The Judeo-Christian Bible reports that Adam and Eve realized that they were naked after they ate the fruit from the Tree of Knowledge, and they both rushed to cover up their nudity. To some, this story is an allegory in which the consequences for disobedience are immediate, severe, and discomforting. To others, it is a divine statement of the human body’s indecency, despite that body being formed in the image of its Creator. Given this negative opinion of the human form, many of Adam and Eve’s descendants are still obsessed with covering up, and the consequences of this hereditary embarrassment extend well beyond the eviction from the Garden of Eden. There are numerous and unanticipated consequences of our discomfort with our anatomy and that of our fellow citizens. That discomfort is unwarranted and inappropriate. I have spent my adult life studying this wonderful mechanism we call the human body. My conclusion is that it deserves awe, not fig leaves.

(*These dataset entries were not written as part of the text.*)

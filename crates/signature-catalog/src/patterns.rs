//! Built-in attack signature library.
//!
//! Contains the static table of regex signatures used to detect common web
//! attacks in request values.  Each entry carries a snake_case name, the
//! [`AttackCategory`] it reports, a regex string and a short description.
//! Matching is always case-insensitive; the flag is applied when the
//! [`Catalog`](crate::catalog::Catalog) compiles the table, so the pattern
//! strings themselves carry no inline flags.

use serde::{Deserialize, Serialize};
use std::fmt;

// ---------------------------------------------------------------------------
// Category
// ---------------------------------------------------------------------------

/// Class of web attack a signature detects.
///
/// The declaration order is the precedence order: when a value matches
/// signatures from several categories, the earliest category is reported.
#[derive(Debug, Clone, Copy, PartialEq, Eq, Hash, PartialOrd, Ord, Serialize, Deserialize)]
#[serde(rename_all = "snake_case")]
pub enum AttackCategory {
    /// SQL meta-characters and statement keywords.
    SqlInjection,
    /// Script tags, `javascript:` URLs and inline event handlers.
    CrossSiteScripting,
    /// Directory traversal, well-known system files and stream wrappers.
    FileInclusion,
    /// Session identifiers smuggled inside parameter values.
    SessionHijacking,
}

impl AttackCategory {
    /// Every category, in precedence order.
    pub const ALL: [AttackCategory; 4] = [
        Self::SqlInjection,
        Self::CrossSiteScripting,
        Self::FileInclusion,
        Self::SessionHijacking,
    ];

    /// Noun used in the rejection message shown to clients.
    pub fn description(&self) -> &'static str {
        match self {
            Self::SqlInjection => "SQL Injection",
            Self::CrossSiteScripting => "XSS",
            Self::FileInclusion => "File Inclusion",
            Self::SessionHijacking => "Session Hijacking",
        }
    }
}

impl fmt::Display for AttackCategory {
    fn fmt(&self, f: &mut fmt::Formatter<'_>) -> fmt::Result {
        match self {
            Self::SqlInjection => write!(f, "SQLInjection"),
            Self::CrossSiteScripting => write!(f, "CrossSiteScripting"),
            Self::FileInclusion => write!(f, "FileInclusion"),
            Self::SessionHijacking => write!(f, "SessionHijacking"),
        }
    }
}

// ---------------------------------------------------------------------------
// Signature definition
// ---------------------------------------------------------------------------

/// A single built-in detection signature.
pub struct SignaturePattern {
    /// Short, snake_case identifier used in logs and rejections.
    pub name: &'static str,
    /// The attack class this signature reports.
    pub category: AttackCategory,
    /// A regex string, compiled case-insensitively by the catalog.
    pub pattern: &'static str,
    /// One-line human-readable summary.
    pub description: &'static str,
}

// ---------------------------------------------------------------------------
// Signature table
// ---------------------------------------------------------------------------

/// The built-in signature library, grouped by category in precedence order.
///
/// Values are matched as handed over by the host: percent-encoded variants
/// such as `%27` are literal alternatives here, never decoded first.
///
/// Whitespace classes are written `[\s\x1c-\x1f]`: the regex crate's `\s`
/// leaves out the ASCII file, group, record and unit separators.
pub static SIGNATURES: &[SignaturePattern] = &[
    // ---- SQL injection -------------------------------------------------
    SignaturePattern {
        name: "sql_meta_chars",
        category: AttackCategory::SqlInjection,
        pattern: r"%27|'|--|%23|#",
        description: "SQL meta-characters",
    },
    SignaturePattern {
        name: "assignment_then_meta",
        category: AttackCategory::SqlInjection,
        pattern: r"(%3D|=)[^\n]*(%27|'|--|%3B|;)",
        description: "assignment followed by SQL meta-characters",
    },
    SignaturePattern {
        name: "quote_or",
        category: AttackCategory::SqlInjection,
        pattern: r"\w*(%27|')[\s\x1c-\x1f]*(%6F|o|%4F)(%72|r|%52)",
        description: "quote followed by OR",
    },
    SignaturePattern {
        name: "union_select",
        category: AttackCategory::SqlInjection,
        pattern: r"union[\s\x1c-\x1f]+select",
        description: "UNION SELECT",
    },
    SignaturePattern {
        name: "select_from",
        category: AttackCategory::SqlInjection,
        pattern: r"select.+from",
        description: "SELECT ... FROM",
    },
    SignaturePattern {
        name: "insert_into",
        category: AttackCategory::SqlInjection,
        pattern: r"insert[\s\x1c-\x1f]+into",
        description: "INSERT INTO",
    },
    SignaturePattern {
        name: "drop_table",
        category: AttackCategory::SqlInjection,
        pattern: r"drop[\s\x1c-\x1f]+table",
        description: "DROP TABLE",
    },
    // ---- Cross-site scripting ------------------------------------------
    SignaturePattern {
        name: "script_tag",
        category: AttackCategory::CrossSiteScripting,
        pattern: r"<script.*?>.*?</script.*?>",
        description: "script tags",
    },
    SignaturePattern {
        name: "javascript_protocol",
        category: AttackCategory::CrossSiteScripting,
        pattern: r"javascript:",
        description: "javascript: pseudo-protocol",
    },
    SignaturePattern {
        name: "event_handler",
        category: AttackCategory::CrossSiteScripting,
        pattern: r"on\w+[\s\x1c-\x1f]*=",
        description: "on* event handlers",
    },
    SignaturePattern {
        name: "tag_with_event_handler",
        category: AttackCategory::CrossSiteScripting,
        pattern: r"<.*?on\w+[\s\x1c-\x1f]*=.*?>",
        description: "HTML tags with event handlers",
    },
    // ---- File inclusion ------------------------------------------------
    SignaturePattern {
        name: "directory_traversal",
        category: AttackCategory::FileInclusion,
        pattern: r"\.\./",
        description: "directory traversal",
    },
    SignaturePattern {
        name: "etc_passwd",
        category: AttackCategory::FileInclusion,
        pattern: r"/etc/passwd",
        description: "Linux passwd file",
    },
    SignaturePattern {
        name: "boot_ini",
        category: AttackCategory::FileInclusion,
        // The dot is deliberately unescaped and matches any character.
        pattern: r"boot.ini",
        description: "Windows boot file",
    },
    SignaturePattern {
        name: "stream_wrapper",
        category: AttackCategory::FileInclusion,
        pattern: r"(file|php):",
        description: "file:// or php:// stream wrappers",
    },
    // ---- Session hijacking ---------------------------------------------
    SignaturePattern {
        name: "phpsessid",
        category: AttackCategory::SessionHijacking,
        pattern: r"PHPSESSID=",
        description: "PHP session ID",
    },
    SignaturePattern {
        name: "jsessionid",
        category: AttackCategory::SessionHijacking,
        pattern: r"JSESSIONID=",
        description: "Java session ID",
    },
    SignaturePattern {
        name: "aspsessionid",
        category: AttackCategory::SessionHijacking,
        pattern: r"ASPSESSIONID",
        description: "ASP session ID",
    },
];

Dr. Lechtenberg is an Easton resident who graduated from Tufts University and Tufts Medical School in Massachusetts and subsequently trained at The Mount Sinai Hospital and Columbia-Presbyterian Medical Center in Manhattan. He worked as a neurologist at several New York Hospitals, including Kings County and The Long Island College Hospital, while maintaining a private practice, teaching at SUNY Downstate Medical School, and publishing 15 books on a variety of medical topics. He worked in drug development in the USA, as well as in England, Germany, and France.